TASK REQUIREMENTS
Look through the records below for the line holding "long columns by". Write it out exactly, with each following line through the line holding "into its private".

EXERCISE MATERIALS
● ● ● ●

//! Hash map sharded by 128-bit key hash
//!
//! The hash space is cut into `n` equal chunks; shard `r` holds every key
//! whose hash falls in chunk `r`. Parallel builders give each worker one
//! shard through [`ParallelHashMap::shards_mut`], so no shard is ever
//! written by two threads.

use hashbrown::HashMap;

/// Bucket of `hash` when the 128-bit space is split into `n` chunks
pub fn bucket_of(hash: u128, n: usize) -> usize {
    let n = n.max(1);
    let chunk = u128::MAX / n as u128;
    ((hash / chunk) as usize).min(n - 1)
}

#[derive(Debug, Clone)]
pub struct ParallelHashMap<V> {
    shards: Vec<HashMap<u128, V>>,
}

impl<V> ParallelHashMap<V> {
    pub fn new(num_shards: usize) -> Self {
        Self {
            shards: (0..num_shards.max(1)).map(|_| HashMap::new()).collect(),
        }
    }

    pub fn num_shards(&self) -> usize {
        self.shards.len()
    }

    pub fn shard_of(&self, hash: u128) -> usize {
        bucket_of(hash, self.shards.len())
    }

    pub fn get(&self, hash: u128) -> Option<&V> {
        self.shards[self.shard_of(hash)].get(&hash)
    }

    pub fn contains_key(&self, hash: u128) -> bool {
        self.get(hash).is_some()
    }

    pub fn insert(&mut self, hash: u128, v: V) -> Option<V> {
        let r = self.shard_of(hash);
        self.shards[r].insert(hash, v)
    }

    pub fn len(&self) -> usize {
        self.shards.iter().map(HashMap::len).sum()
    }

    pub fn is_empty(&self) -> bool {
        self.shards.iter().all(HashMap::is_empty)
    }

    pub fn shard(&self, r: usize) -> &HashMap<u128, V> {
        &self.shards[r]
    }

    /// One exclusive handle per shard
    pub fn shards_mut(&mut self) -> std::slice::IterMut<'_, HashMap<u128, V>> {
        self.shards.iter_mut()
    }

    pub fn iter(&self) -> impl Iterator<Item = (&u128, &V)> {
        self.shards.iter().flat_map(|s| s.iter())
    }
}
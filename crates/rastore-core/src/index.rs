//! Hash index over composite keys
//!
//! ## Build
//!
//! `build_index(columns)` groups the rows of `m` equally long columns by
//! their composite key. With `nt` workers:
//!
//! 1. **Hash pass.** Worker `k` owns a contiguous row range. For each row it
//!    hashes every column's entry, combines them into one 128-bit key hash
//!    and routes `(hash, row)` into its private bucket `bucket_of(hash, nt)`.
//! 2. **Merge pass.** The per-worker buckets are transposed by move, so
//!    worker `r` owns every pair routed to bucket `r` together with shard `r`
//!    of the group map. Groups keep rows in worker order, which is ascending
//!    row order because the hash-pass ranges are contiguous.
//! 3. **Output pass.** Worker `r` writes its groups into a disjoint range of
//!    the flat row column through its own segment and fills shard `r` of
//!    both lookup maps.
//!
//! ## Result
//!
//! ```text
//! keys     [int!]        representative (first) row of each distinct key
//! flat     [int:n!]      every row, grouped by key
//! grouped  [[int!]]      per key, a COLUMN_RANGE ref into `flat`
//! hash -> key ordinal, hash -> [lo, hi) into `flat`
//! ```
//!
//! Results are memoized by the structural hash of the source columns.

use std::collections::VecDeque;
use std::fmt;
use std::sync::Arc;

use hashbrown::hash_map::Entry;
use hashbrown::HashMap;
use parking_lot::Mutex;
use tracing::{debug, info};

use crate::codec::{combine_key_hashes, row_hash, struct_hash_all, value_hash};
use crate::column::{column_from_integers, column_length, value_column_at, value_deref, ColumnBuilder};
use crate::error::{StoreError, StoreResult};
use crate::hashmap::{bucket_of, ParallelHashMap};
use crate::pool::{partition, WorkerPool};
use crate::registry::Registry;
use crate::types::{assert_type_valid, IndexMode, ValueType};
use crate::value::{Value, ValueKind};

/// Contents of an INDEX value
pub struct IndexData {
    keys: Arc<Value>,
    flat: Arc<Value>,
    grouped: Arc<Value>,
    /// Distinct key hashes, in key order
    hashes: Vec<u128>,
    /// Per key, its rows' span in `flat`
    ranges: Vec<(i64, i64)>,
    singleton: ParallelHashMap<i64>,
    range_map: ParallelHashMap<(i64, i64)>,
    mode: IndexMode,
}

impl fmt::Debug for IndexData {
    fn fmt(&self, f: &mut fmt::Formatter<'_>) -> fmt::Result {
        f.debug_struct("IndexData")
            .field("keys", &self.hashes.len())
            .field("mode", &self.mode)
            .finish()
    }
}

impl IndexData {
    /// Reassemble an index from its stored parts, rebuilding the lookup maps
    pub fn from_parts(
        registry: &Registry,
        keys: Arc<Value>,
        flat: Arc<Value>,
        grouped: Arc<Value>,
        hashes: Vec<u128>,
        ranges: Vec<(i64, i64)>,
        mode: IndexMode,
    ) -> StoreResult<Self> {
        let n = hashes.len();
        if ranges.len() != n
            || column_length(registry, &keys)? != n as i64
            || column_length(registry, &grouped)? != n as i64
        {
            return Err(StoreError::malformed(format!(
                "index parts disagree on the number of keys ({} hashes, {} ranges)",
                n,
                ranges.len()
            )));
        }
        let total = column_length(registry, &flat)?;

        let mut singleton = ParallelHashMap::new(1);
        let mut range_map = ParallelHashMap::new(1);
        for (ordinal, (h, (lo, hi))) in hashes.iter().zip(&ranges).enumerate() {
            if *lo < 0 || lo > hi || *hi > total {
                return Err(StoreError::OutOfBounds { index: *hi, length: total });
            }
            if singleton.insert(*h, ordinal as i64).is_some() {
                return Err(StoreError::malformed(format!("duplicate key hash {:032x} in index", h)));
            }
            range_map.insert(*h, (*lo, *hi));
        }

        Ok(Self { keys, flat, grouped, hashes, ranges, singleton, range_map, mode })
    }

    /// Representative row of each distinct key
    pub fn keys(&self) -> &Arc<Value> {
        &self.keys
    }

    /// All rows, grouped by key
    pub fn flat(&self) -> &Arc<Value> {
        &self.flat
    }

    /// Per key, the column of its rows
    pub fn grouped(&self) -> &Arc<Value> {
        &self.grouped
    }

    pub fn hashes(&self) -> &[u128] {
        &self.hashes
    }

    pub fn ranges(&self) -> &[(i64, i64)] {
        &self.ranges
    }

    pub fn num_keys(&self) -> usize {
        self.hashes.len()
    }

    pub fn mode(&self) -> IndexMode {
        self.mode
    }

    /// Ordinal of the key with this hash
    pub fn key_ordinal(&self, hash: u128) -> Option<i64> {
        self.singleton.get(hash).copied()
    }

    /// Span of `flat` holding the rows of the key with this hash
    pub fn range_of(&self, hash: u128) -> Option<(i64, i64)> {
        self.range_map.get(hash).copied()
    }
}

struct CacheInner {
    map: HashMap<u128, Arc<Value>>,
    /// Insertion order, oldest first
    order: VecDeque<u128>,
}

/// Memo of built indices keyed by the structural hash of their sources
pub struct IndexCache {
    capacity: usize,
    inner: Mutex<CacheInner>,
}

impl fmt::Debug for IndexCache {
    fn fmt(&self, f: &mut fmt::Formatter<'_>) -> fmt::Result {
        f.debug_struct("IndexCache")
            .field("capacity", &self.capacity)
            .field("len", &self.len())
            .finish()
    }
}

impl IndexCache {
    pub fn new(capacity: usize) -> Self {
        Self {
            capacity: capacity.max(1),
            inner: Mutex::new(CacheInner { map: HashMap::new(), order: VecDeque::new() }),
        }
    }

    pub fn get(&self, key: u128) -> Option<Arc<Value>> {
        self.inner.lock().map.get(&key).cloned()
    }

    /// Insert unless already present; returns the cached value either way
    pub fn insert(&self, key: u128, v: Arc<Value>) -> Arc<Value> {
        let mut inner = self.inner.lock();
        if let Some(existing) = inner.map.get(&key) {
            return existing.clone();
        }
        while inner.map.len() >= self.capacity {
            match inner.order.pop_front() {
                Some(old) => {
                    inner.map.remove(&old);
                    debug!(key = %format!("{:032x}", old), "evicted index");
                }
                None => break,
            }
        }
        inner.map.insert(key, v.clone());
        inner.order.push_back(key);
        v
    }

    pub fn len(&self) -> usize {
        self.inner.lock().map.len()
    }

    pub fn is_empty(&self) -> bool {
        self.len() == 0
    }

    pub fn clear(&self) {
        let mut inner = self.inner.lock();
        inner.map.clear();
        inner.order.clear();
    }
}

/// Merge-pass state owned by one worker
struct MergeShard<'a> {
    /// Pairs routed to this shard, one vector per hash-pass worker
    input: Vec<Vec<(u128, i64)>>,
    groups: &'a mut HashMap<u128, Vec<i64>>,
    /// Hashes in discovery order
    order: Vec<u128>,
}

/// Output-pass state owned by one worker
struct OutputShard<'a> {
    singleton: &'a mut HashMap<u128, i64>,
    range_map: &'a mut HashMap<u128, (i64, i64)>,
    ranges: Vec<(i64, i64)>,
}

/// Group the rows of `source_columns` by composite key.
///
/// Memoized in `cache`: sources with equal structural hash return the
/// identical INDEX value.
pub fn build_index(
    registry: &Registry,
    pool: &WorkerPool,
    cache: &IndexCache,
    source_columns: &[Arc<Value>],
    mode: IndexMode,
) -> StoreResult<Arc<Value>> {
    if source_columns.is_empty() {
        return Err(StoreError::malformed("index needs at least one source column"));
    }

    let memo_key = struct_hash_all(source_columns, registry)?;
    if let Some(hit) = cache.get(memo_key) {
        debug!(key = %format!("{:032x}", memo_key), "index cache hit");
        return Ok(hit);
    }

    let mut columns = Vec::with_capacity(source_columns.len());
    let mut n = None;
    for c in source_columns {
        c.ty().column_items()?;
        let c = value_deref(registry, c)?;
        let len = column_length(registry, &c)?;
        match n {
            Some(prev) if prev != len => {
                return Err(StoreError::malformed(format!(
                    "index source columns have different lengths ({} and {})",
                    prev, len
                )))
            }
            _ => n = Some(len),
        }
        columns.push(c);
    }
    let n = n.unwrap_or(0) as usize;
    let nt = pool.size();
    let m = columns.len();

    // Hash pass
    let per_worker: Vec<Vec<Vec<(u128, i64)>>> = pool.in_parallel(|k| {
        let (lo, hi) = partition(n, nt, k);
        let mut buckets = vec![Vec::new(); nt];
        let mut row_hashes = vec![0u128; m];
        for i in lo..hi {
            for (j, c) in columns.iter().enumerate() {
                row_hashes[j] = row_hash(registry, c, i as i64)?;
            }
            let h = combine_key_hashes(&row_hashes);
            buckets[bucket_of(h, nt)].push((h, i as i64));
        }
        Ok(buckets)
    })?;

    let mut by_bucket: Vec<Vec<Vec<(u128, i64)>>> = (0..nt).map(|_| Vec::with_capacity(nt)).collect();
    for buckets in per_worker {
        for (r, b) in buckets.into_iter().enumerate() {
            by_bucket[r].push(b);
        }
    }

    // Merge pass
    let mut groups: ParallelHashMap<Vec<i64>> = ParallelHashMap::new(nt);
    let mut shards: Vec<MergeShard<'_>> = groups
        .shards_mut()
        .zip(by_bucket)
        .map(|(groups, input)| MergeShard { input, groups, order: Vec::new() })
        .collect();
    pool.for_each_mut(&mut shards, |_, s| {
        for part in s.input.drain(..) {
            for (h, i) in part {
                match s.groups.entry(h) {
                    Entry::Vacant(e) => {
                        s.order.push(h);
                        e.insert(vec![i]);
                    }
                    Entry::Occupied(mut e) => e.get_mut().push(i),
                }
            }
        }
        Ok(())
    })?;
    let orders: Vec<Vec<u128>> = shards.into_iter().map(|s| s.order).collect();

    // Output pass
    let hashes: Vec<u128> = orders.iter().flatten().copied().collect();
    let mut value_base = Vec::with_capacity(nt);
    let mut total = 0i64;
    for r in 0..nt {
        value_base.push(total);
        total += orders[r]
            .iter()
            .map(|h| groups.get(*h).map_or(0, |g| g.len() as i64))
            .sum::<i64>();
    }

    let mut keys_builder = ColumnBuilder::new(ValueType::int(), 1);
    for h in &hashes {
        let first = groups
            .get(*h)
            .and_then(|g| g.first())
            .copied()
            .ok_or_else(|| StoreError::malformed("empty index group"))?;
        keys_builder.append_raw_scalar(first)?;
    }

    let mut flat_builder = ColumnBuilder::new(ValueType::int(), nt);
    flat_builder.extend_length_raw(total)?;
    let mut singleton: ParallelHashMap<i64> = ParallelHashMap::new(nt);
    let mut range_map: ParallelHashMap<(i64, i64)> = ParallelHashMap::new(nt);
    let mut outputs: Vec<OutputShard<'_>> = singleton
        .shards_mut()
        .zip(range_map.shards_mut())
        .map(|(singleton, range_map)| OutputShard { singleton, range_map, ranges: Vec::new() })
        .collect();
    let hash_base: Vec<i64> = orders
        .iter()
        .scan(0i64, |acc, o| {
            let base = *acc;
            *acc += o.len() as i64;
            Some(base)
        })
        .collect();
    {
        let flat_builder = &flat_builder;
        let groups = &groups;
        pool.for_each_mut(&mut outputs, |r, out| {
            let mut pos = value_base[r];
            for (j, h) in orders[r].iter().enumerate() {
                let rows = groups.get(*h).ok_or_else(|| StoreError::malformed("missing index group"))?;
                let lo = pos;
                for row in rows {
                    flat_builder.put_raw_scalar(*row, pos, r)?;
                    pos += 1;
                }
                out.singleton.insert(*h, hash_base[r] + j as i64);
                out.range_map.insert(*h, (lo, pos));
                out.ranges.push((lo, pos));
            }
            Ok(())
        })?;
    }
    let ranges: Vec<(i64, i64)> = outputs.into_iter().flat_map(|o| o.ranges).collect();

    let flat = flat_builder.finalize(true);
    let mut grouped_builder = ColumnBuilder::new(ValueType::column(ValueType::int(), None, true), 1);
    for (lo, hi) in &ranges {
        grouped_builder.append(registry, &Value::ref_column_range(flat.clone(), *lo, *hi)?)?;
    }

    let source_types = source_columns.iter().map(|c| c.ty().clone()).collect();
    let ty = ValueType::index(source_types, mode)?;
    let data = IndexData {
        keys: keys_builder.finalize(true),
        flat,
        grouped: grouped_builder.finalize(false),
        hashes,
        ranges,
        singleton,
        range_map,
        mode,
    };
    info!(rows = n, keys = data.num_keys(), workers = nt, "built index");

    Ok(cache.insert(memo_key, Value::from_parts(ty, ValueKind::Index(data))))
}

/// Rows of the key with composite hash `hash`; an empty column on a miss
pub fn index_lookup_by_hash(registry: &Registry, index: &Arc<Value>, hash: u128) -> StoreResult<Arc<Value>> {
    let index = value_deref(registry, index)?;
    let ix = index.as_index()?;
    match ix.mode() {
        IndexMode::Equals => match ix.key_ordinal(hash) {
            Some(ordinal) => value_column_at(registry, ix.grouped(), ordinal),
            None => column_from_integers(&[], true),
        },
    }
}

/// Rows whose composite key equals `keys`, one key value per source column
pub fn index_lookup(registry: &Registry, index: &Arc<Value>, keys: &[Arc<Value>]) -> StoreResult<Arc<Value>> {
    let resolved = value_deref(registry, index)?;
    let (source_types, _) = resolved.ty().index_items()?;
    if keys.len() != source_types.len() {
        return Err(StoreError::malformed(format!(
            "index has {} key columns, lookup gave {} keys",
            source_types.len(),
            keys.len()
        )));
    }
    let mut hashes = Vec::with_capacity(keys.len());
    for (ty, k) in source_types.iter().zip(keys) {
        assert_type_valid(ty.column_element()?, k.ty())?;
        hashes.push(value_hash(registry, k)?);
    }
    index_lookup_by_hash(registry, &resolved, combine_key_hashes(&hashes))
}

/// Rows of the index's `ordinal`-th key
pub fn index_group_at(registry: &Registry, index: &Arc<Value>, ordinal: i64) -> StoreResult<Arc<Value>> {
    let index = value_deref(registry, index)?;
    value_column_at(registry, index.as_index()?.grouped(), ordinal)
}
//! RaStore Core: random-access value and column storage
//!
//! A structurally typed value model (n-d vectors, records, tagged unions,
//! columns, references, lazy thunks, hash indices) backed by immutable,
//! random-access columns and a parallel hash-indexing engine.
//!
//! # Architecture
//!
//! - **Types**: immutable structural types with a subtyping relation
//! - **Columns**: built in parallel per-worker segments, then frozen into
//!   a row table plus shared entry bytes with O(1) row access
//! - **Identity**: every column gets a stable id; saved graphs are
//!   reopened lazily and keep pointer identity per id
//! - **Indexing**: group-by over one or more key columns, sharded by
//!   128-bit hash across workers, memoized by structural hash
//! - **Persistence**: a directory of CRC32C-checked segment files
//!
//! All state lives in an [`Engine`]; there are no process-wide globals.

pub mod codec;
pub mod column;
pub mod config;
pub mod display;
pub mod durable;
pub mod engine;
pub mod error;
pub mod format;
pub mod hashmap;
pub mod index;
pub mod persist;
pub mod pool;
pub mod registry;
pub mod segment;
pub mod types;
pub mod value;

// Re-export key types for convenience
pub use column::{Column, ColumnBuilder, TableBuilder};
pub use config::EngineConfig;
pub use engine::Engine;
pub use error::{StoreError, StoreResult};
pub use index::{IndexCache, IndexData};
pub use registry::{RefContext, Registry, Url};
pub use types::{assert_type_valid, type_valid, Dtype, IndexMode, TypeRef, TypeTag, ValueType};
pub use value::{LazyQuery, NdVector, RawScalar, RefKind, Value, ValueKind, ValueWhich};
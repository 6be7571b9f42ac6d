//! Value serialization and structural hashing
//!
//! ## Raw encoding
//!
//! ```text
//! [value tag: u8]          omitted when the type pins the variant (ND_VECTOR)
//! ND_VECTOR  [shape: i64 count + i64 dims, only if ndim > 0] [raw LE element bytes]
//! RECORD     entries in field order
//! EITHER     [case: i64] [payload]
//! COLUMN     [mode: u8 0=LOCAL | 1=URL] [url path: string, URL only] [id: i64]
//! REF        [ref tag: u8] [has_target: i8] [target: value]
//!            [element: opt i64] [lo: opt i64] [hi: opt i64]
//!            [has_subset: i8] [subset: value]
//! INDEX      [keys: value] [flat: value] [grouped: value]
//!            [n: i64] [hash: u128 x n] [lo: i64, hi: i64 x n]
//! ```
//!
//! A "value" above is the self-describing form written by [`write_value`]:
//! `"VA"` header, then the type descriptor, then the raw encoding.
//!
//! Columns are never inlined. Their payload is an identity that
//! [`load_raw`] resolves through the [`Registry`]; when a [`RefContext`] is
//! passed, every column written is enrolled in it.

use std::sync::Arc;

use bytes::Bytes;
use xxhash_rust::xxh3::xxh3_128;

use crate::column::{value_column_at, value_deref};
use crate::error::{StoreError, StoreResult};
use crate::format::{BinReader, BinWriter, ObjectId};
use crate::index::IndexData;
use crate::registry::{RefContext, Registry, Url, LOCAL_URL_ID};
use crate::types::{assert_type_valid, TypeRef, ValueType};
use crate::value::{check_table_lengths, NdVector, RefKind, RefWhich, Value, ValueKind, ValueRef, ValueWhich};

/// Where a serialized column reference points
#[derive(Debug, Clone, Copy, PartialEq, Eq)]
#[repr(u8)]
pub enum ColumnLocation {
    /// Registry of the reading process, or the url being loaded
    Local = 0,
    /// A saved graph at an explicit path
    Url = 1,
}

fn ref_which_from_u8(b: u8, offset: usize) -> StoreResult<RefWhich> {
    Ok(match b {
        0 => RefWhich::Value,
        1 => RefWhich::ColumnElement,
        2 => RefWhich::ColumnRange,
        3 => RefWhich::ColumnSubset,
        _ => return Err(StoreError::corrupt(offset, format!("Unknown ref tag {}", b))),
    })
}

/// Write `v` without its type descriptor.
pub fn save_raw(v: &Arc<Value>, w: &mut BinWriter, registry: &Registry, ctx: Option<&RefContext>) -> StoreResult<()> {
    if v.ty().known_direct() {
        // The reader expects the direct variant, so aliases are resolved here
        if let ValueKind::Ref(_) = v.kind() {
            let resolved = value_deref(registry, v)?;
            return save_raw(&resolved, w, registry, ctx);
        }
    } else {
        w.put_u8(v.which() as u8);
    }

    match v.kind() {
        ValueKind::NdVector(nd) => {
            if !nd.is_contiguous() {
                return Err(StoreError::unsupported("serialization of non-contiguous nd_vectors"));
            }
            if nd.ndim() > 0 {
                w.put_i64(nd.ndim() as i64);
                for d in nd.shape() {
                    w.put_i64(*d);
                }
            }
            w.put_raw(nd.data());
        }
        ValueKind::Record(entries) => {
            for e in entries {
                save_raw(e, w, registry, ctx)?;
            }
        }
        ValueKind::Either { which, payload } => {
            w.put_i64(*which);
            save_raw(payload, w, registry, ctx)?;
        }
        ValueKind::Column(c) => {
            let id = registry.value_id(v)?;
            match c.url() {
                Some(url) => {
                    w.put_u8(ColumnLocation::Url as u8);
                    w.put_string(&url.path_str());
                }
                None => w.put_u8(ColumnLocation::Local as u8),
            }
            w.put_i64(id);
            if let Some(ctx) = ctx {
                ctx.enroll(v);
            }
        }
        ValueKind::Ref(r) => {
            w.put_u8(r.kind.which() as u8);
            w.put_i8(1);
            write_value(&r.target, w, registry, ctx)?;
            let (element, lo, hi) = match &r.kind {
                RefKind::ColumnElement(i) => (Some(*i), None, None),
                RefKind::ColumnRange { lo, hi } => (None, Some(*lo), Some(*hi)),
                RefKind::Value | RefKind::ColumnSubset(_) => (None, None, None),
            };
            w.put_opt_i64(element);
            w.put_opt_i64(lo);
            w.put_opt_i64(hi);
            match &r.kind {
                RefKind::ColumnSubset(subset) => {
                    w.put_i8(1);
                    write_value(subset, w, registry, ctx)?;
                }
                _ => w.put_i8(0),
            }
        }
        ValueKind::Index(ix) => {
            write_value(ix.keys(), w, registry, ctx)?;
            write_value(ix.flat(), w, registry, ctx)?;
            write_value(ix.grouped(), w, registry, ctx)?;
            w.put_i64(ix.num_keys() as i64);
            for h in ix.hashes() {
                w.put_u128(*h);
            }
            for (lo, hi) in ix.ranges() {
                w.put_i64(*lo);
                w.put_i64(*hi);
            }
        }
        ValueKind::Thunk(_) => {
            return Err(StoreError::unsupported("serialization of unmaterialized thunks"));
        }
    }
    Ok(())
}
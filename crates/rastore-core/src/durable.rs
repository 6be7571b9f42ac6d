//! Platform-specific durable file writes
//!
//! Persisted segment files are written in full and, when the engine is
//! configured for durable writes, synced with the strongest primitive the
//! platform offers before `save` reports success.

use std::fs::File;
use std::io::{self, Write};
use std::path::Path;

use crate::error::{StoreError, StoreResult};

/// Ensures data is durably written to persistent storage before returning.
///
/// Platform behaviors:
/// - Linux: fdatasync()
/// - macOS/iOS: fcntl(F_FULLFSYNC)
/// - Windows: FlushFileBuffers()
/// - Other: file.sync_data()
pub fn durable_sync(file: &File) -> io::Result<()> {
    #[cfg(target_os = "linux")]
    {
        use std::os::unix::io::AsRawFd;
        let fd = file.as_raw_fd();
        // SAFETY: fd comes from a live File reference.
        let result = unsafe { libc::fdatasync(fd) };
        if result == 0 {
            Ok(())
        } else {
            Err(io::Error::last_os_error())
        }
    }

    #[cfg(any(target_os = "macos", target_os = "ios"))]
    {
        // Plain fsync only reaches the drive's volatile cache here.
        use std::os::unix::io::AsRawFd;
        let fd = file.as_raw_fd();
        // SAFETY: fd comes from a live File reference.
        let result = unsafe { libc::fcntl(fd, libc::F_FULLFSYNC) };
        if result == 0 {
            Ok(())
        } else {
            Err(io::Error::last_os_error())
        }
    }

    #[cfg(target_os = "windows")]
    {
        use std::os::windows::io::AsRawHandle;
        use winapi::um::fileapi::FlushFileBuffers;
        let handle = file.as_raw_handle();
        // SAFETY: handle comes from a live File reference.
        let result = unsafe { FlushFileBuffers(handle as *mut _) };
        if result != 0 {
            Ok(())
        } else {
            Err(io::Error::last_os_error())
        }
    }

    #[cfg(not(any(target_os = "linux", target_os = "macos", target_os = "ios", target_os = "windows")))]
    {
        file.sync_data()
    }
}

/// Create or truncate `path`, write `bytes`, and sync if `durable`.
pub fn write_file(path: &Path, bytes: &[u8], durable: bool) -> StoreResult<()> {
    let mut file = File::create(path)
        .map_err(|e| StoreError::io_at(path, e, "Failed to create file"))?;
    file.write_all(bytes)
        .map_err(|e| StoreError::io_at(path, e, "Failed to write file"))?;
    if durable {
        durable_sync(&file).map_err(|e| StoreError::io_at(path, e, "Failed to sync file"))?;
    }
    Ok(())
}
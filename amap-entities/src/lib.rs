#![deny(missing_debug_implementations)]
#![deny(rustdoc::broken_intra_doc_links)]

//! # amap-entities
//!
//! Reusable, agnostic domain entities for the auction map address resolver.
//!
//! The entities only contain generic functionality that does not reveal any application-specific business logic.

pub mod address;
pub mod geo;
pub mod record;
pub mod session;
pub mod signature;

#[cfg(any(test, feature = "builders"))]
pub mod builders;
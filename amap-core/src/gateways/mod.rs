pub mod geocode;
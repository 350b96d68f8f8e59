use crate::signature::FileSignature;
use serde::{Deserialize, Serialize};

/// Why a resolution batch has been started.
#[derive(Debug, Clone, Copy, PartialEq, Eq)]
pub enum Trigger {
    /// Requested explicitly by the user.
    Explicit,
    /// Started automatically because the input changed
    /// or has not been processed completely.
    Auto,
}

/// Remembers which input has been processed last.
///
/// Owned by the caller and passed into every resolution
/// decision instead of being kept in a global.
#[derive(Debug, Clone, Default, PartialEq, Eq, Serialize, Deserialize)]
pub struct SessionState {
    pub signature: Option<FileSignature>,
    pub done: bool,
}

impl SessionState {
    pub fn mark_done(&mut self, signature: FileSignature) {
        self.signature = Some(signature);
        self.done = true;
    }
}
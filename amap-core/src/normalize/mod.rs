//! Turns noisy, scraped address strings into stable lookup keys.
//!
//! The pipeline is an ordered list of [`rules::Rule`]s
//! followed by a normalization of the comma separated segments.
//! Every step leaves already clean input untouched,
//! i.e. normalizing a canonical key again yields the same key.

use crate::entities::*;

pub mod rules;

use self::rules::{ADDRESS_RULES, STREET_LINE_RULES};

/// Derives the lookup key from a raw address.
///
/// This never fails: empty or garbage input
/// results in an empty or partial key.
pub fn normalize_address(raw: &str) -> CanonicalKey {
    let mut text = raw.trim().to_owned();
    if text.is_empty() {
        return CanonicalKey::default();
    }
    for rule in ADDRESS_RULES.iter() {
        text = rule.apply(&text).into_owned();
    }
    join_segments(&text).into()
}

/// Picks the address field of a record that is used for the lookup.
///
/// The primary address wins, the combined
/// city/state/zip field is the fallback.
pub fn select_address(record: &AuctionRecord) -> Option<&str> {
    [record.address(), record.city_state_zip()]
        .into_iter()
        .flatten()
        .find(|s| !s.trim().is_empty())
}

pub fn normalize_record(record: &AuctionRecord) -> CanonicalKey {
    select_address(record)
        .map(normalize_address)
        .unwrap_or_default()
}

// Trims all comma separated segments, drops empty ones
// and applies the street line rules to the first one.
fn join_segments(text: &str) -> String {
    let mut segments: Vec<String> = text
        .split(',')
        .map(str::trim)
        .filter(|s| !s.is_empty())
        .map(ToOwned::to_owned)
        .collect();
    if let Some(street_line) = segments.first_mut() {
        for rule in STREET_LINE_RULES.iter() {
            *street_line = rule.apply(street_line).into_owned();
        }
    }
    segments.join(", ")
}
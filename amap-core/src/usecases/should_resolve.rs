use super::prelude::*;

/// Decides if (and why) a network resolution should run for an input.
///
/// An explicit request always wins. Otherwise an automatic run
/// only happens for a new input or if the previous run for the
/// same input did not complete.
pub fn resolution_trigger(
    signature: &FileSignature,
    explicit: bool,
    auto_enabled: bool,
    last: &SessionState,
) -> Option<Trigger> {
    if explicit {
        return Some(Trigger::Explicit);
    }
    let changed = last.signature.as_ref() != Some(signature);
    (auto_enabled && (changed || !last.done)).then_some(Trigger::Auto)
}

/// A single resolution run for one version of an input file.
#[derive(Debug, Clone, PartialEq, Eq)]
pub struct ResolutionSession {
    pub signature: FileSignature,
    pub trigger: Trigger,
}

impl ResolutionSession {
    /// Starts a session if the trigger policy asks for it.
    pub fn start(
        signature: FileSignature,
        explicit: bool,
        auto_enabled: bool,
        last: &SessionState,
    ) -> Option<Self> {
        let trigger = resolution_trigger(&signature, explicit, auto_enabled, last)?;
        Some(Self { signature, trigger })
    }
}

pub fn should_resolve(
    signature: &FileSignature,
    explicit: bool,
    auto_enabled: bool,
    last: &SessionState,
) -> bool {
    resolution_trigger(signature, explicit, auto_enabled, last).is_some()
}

● ● ● ●

SOLUTION TO THE PROBLEM
//! `build_index(columns)` groups the rows of `m` equally long columns by
//! their composite key. With `nt` workers:
//!
//! 1. **Hash pass.** Worker `k` owns a contiguous row range. For each row it
//!    hashes every column's entry, combines them into one 128-bit key hash
//!    and routes `(hash, row)` into its private bucket `bucket_of(hash, nt)`.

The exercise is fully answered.